Anna Sweeting-Hempsall, a Catholic hospital pharmacist, said the guidelines will lead to the dismissal of some Christians from the profession and prevent others from entering it. “Catholic pharmacists have the obligation to respect the fact that life is sacred from the moment of conception to natural death by not supplying, or participating in the supply of, drugs for abortion or euthanasia,” she said.
“Until now, the conscience clause gave Catholic pharmacists the right not to compromise their beliefs, and provided invaluable protection against unethical employers who might have tried to force pharmacists to act against their conscience and supply these drugs,” she said.
“But the new guidance makes it clear employers have the right to choose not to employ pharmacists with a conscientious objection, or to impose contractual obligations which take precedence over the rights of conscience. In other words, the conscience clause is now meaningless, and Catholic pharmacists who cannot accept being party to attacks on unborn life are virtually unemployable.
“Even if a pharmacist does manage to find a job under a sympathetic employer, the guidance states that the pharmacist must still ‘refer patients to alternative service providers’, which is still an unacceptable level of involvement for Catholics. Surely, if I am prepared to phone round other local pharmacies to find the one that is prepared to dispense a prescription for the morning-after pill, I may as well have supplied it myself,” she said.
The “Guidance on the Provision of Pharmacy Services Affected by Religious and Moral Beliefs” comes a year after a majority of members of the Royal Pharmaceutical Society of Great Britain voted to retain a conscience clause during a consultation by the GPhC. The regulator responded by producing the guidance to explain how such a right must now be interpreted.
All pharmacists are accountable to the GPhC and must be able to explain their actions in the context of any guidance issued. The GPhC said, however, that the guidance was not binding and was open to review after one year.
“Our guidance is advice for pharmacy professionals and explains how our standards might be met, or provide additional suggestions for practice,” a spokeswoman said. “The requirements of our guidance are not mandatory.”
But John Smeaton, the director of the Society for the Protection of Unborn Children, urged pharmacists to reject the guidance. “It is a shocking direction and it has no validity whatsoever. People with a conscientious objection must refuse to obey it,” he said.

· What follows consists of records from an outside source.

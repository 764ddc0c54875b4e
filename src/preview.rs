//! Student-facing preview of the draft, including per-lecture access gating
//! for video content.

use serde::Serialize;
use tracing::warn;

use crate::models::{DraftRecord, Lecture, QuizQuestion, Resource, VideoRef};
use crate::platform::{PlatformClient, PlayerSettings};

/// What a student would see in place of a lecture's video. The gate only
/// talks to the backend for free-preview lectures with a resolved video;
/// locked content short-circuits client-side. Not a security boundary: the
/// backend refuses credentials for non-entitled viewers on its own.
#[derive(Debug, Clone, PartialEq, Serialize)]
#[serde(tag = "state", rename_all = "camelCase")]
pub enum LecturePlayback {
    /// Nothing uploaded yet (or the upload is still pending reconciliation).
    NoVideo,
    /// Purchase required; no credential request is ever issued.
    Locked,
    /// Credential unavailable; stays a placeholder, never an error.
    Loading,
    Ready { src: String },
}

/// Resolves the playback surface for one lecture.
pub async fn lecture_playback(
    lecture: &Lecture,
    platform: &dyn PlatformClient,
    player: &PlayerSettings,
) -> LecturePlayback {
    let video_id = match &lecture.video {
        Some(VideoRef::Resolved(id)) => id,
        _ => return LecturePlayback::NoVideo,
    };

    if !lecture.is_free_preview {
        return LecturePlayback::Locked;
    }

    match platform.preview_credential(video_id).await {
        Ok(credential) => LecturePlayback::Ready {
            src: player.playback_src(&credential),
        },
        Err(e) => {
            warn!("preview credential unavailable for '{}': {}", video_id, e);
            LecturePlayback::Loading
        }
    }
}

#[derive(Debug, Clone, Serialize)]
#[serde(rename_all = "camelCase")]
pub struct LecturePreview {
    pub title: String,
    #[serde(skip_serializing_if = "Option::is_none")]
    pub description: Option<String>,
    pub playback: LecturePlayback,
    #[serde(skip_serializing_if = "Option::is_none")]
    pub notes: Option<String>,
    #[serde(skip_serializing_if = "Vec::is_empty")]
    pub resources: Vec<Resource>,
    #[serde(skip_serializing_if = "Vec::is_empty")]
    pub quiz: Vec<QuizQuestion>,
}

#[derive(Debug, Clone, Serialize)]
#[serde(rename_all = "camelCase")]
pub struct SectionPreview {
    pub title: String,
    #[serde(skip_serializing_if = "Option::is_none")]
    pub notes: Option<String>,
    #[serde(skip_serializing_if = "Vec::is_empty")]
    pub resources: Vec<Resource>,
    #[serde(skip_serializing_if = "Vec::is_empty")]
    pub quiz: Vec<QuizQuestion>,
    pub lectures: Vec<LecturePreview>,
}

#[derive(Debug, Clone, Serialize)]
#[serde(rename_all = "camelCase")]
pub struct CoursePreview {
    pub course_name: String,
    pub board: String,
    pub klass: String,
    pub subject: String,
    /// Up to four non-empty outcome bullets for the hero card.
    pub highlights: Vec<String>,
    pub price: f64,
    pub sections: Vec<SectionPreview>,
}

/// Builds the full student view of the current draft, resolving playback
/// per lecture through the access gate.
pub async fn course_preview(
    draft: &DraftRecord,
    platform: &dyn PlatformClient,
    player: &PlayerSettings,
) -> CoursePreview {
    let mut sections = Vec::with_capacity(draft.sections.len());
    for section in &draft.sections {
        let mut lectures = Vec::with_capacity(section.lectures.len());
        for lecture in &section.lectures {
            let playback = lecture_playback(lecture, platform, player).await;
            lectures.push(LecturePreview {
                title: lecture.title.clone(),
                description: lecture.description.clone(),
                playback,
                notes: lecture.notes.clone(),
                resources: lecture.resources.clone(),
                quiz: lecture.quiz.clone(),
            });
        }
        sections.push(SectionPreview {
            title: section.title.clone(),
            notes: section.notes.clone(),
            resources: section.resources.clone(),
            quiz: section.quiz.clone(),
            lectures,
        });
    }

    CoursePreview {
        course_name: draft.basics.course_name.clone(),
        board: draft.basics.board.clone(),
        klass: draft.basics.klass.clone(),
        subject: draft.basics.subject.clone(),
        highlights: draft
            .basics
            .outcome_bullets
            .iter()
            .filter(|b| !b.is_empty())
            .take(4)
            .cloned()
            .collect(),
        price: draft.pricing.price,
        sections,
    }
}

“What they are stipulating runs directly contrary to the fundamental right of conscientious objection, of having absolutely nothing to do with drugs which may kill an early developing human embryo. It is also contrary to the right to life of the human embryo.”
Neil Addison, the director of the Thomas More Legal Centre, said that the guidance was flawed. “What many people do not seem to grasp is the fact that if you are refusing to do something because it is morally objectionable you cannot be obliged to recommend someone else,” he said.
The revised code comes as the Government is placing pharmacists under increasing pressure to make the morning-after pill easily available to children to reduce Britain’s teenage pregnancy rate, the highest in Europe.
In a 2007 address to the International Congress of Catholic Pharmacists Pope Benedict XVI said concientious objection is a “right your profession must recognise”.
He said it permitted pharmacists “not to collaborate either directly or indirectly by supplying products for the purpose of decisions that are clearly immoral”.
The Church has traditionally taught that conscience is not a subjective judgment but an echo of the Natural Law, helping individuals to discern objective moral truth in concrete situations.
During his June visit to Croatia the Pope said: “If, in keeping with the prevailing modern idea, conscience is reduced to the subjective field to which religion and morality have been banished, then the crisis of the West has no remedy and Europe is destined to collapse in on itself.
“If on the other hand, conscience is rediscovered as the place in which to listen to truth and good, the place of responsibility before God and before fellow human beings – in other words the bulwark against all forms of tyranny – then there is hope for the future.”